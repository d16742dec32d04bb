use crate::math::DiscreteDistribution;
use crate::mdps::solvers::argmax_set;
use crate::Continous;
use rand::prelude::*;

/// How the action-value tracker moves toward a new reward.
#[derive(Debug, Clone, Copy, PartialEq)]
pub enum StepSize {
    /// `1 / pulls`, the unbiased sample average.
    SampleAverage,
    /// A fixed step, weighting recent rewards geometrically.
    Constant(Continous),
}

/// Incremental per-arm value estimates: `Q[a] += step * (reward - Q[a])`.
#[derive(Debug, Clone)]
pub struct ActionValues {
    q: Vec<Continous>,
    pulls: Vec<usize>,
    step: StepSize,
}

impl ActionValues {
    pub fn new(k: usize, initial: Continous, step: StepSize) -> Self {
        Self {
            q: vec![initial; k],
            pulls: vec![0; k],
            step,
        }
    }

    pub fn update(&mut self, arm: usize, reward: Continous) {
        self.pulls[arm] += 1;
        let step = match self.step {
            StepSize::SampleAverage => 1. / self.pulls[arm] as Continous,
            StepSize::Constant(alpha) => alpha,
        };
        self.q[arm] += step * (reward - self.q[arm]);
    }

    pub fn q(&self) -> &[Continous] {
        &self.q
    }

    pub fn pulls(&self) -> &[usize] {
        &self.pulls
    }
}

/// Value-based arm selection. All greedy ties are broken uniformly at
/// random.
#[derive(Debug, Clone, Copy, PartialEq)]
pub enum Strategy {
    Greedy,
    EpsilonGreedy(Continous),
    /// `Q[a] + c * sqrt(ln t / pulls[a])`; unpulled arms go first.
    Ucb {
        c: Continous,
    },
}

impl Strategy {
    /// Picks an arm at (1-based) step `t`.
    pub fn select<R: Rng + ?Sized>(&self, values: &ActionValues, t: usize, rng: &mut R) -> usize {
        match *self {
            Strategy::Greedy => *argmax_set(values.q()).choose(rng).unwrap(),
            Strategy::EpsilonGreedy(epsilon) => {
                if rng.gen::<Continous>() < epsilon {
                    rng.gen_range(0..values.q().len())
                } else {
                    *argmax_set(values.q()).choose(rng).unwrap()
                }
            }
            Strategy::Ucb { c } => {
                let unpulled = (0..values.q().len())
                    .filter(|&a| values.pulls()[a] == 0)
                    .collect::<Vec<_>>();
                if let Some(&a) = unpulled.choose(rng) {
                    return a;
                }
                let bonus = |a: usize| {
                    c * ((t as Continous).ln() / values.pulls()[a] as Continous).sqrt()
                };
                let scores = values
                    .q()
                    .iter()
                    .enumerate()
                    .map(|(a, &q)| q + bonus(a))
                    .collect::<Vec<_>>();
                *argmax_set(&scores).choose(rng).unwrap()
            }
        }
    }
}

/// Anything the simulation loop can drive: pick an arm, learn from the
/// payout.
pub trait BanditPolicy {
    fn select<R: Rng + ?Sized>(&mut self, t: usize, rng: &mut R) -> usize;
    fn update(&mut self, arm: usize, reward: Continous);
}

/// A [`Strategy`] paired with its value tracker.
#[derive(Debug, Clone)]
pub struct ValuePolicy {
    pub strategy: Strategy,
    pub values: ActionValues,
}

impl ValuePolicy {
    pub fn new(strategy: Strategy, k: usize, initial: Continous, step: StepSize) -> Self {
        Self {
            strategy,
            values: ActionValues::new(k, initial, step),
        }
    }
}

impl BanditPolicy for ValuePolicy {
    fn select<R: Rng + ?Sized>(&mut self, t: usize, rng: &mut R) -> usize {
        self.strategy.select(&self.values, t, rng)
    }

    fn update(&mut self, arm: usize, reward: Continous) {
        self.values.update(arm, reward);
    }
}

/// The gradient bandit of Section 2.8: softmax over a preference vector,
/// preferences climbed by `alpha * (reward - baseline)` in the direction
/// that makes the chosen arm more likely.
#[derive(Debug, Clone)]
pub struct GradientBandit {
    preferences: Vec<Continous>,
    alpha: Continous,
    use_baseline: bool,
    average_reward: Continous,
    t: usize,
}

impl GradientBandit {
    pub fn new(k: usize, alpha: Continous, use_baseline: bool) -> Self {
        Self {
            preferences: vec![0.; k],
            alpha,
            use_baseline,
            average_reward: 0.,
            t: 0,
        }
    }

    /// Softmax of the preferences; the max is subtracted first so the
    /// exponentials cannot overflow.
    pub fn probabilities(&self) -> Vec<Continous> {
        let max = self
            .preferences
            .iter()
            .cloned()
            .fold(Continous::NEG_INFINITY, Continous::max);
        let exp = self.preferences.iter().map(|p| (p - max).exp()).collect::<Vec<_>>();
        let total: Continous = exp.iter().sum();
        exp.into_iter().map(|e| e / total).collect()
    }
}

impl BanditPolicy for GradientBandit {
    fn select<R: Rng + ?Sized>(&mut self, _t: usize, rng: &mut R) -> usize {
        DiscreteDistribution::new(&self.probabilities()).sample(rng)
    }

    fn update(&mut self, arm: usize, reward: Continous) {
        self.t += 1;
        self.average_reward += (reward - self.average_reward) / self.t as Continous;
        let baseline = if self.use_baseline { self.average_reward } else { 0. };

        let probabilities = self.probabilities();
        for (a, p) in probabilities.into_iter().enumerate() {
            let indicator = if a == arm { 1. } else { 0. };
            self.preferences[a] += self.alpha * (reward - baseline) * (indicator - p);
        }
    }
}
===============
## Problem requirements
Scan the material above for the string "struct" and report each line where you find it.

## Expected answer
pub struct ActionValues {
pub struct ValuePolicy {
pub struct GradientBandit {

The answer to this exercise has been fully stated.